Da Bettelbühlbach den unterirdischen Holzbau aus massiven Balken eifrig mit seinem Wasser gewaschen hat, ist seine Erhaltung, so Archäologen, "nahezu ideal". "Im trockenen Boden hätte ein Baum über Jahrhunderte keine solche Chance gehabt, zu erhalten", sagt Restauratorin Nicole Ebinger-Rist, Mitglied der archäologischen Expedition.

Die Arbeiten am Bachufer kamen nicht von ungefähr: Anfang der 1990er Jahre wurde unweit der Ausgrabungsstätte eine große keltische Siedlung entdeckt. Heute ist Hoineburg eines der größten Museen für keltische Kultur in Europa. In den "besten Jahren" (an der Wende vom 6. zum 5. Jahrhundert v. Chr.) lebten bis zu 10 Tausend Menschen in einer Siedlung, die von einem Erdwall umgeben war. Für Wissenschaftler war es offensichtlich, dass in der Umgebung nach weiteren Spuren der Kelten gesucht werden sollte.

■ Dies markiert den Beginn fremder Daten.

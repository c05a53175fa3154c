//! UI rendering for weave.
//!
//! `render()` is the single entry point called inside `terminal.draw()`. It
//! reads `AppState` plus a borrowed [`SessionView`] of the core state, so no
//! rendering code ever touches the session directly.

mod layout;
pub mod chat_list;
pub mod chat_view;
pub mod diff_view;
pub mod files_panel;
pub mod help;
pub mod keybindings;
pub mod merge_view;
pub mod modal;

use ratatui::{style::Style, widgets::Block, Frame};
use weave_core::types::{ChatMode, Message};

use crate::app::{AppState, Mode};
use crate::theme::Theme;
use layout::{compute_layout, inner_rect, render_input, render_status_bar};

/// How a workspace file compares with its baseline, for the files panel.
#[derive(Debug, Clone, Copy, PartialEq, Eq)]
pub enum FileBadge {
    /// No baseline: created during this session.
    Added,
    Modified,
    Unchanged,
}

#[derive(Debug, Clone, PartialEq, Eq)]
pub struct FileEntry {
    pub path: String,
    pub badge: FileBadge,
}

/// Read-only snapshot of core state for one frame.
pub struct SessionView<'a> {
    pub messages: &'a [Message],
    pub loading: bool,
    pub model: &'a str,
    pub mode: ChatMode,
    pub uploading: bool,
    pub attachments: usize,
    pub pending_commands: &'a [String],
    pub files: Vec<FileEntry>,
}

/// Renders one complete frame.
///
/// The chat viewport height is written back into `state` so PageUp/PageDown
/// on the next keypress scroll by a full page.
pub fn render(frame: &mut Frame, state: &mut AppState, view: &SessionView<'_>, theme: &Theme) {
    frame.render_widget(
        Block::default().style(Style::default().bg(theme.background)),
        frame.area(),
    );
    let [files, chat, input, status_bar] = compute_layout(frame);
    state.chat_viewport_height = inner_rect(chat).height;

    if files.width > 0 {
        files_panel::render_files(frame, files, &view.files, theme);
    }
    chat_view::render_chat(frame, chat, state, view, theme);
    render_input(frame, input, state, view, theme);
    render_status_bar(frame, status_bar, state, view, theme);

    // Overlays sit on top of everything drawn above.
    match state.mode {
        Mode::HelpOverlay => help::render_help_overlay(frame, theme, state.help_scroll),
        Mode::ChatList => chat_list::render_chat_list(frame, state, theme),
        Mode::Diff => diff_view::render_diff(frame, state, theme),
        Mode::Merge => merge_view::render_merge(frame, state, theme),
        Mode::Modal => modal::render_modal(frame, state, theme),
        Mode::Input => {}
    }
}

Archäologie zwischen Scanner und Mikroskop

In einem Holzgrab wurden zwei Skelette gefunden - eine Frau und ein Kind. In einer anderen Welt wurden sie von reichen Geschenken begleitet: Schmuck aus Gold und Bernstein, Jet und Bronze. Aber sie waren nicht das Hauptziel der Archäologen. "Heute werden die sensationellsten Entdeckungen im Labor gemacht", sagt Nicole Ebinger-Rist. Die Archäologie hat sich von der Verfolgung von Objekten entfernt, biologische und chemische Forschung führt zu viel interessanteren Erkenntnissen.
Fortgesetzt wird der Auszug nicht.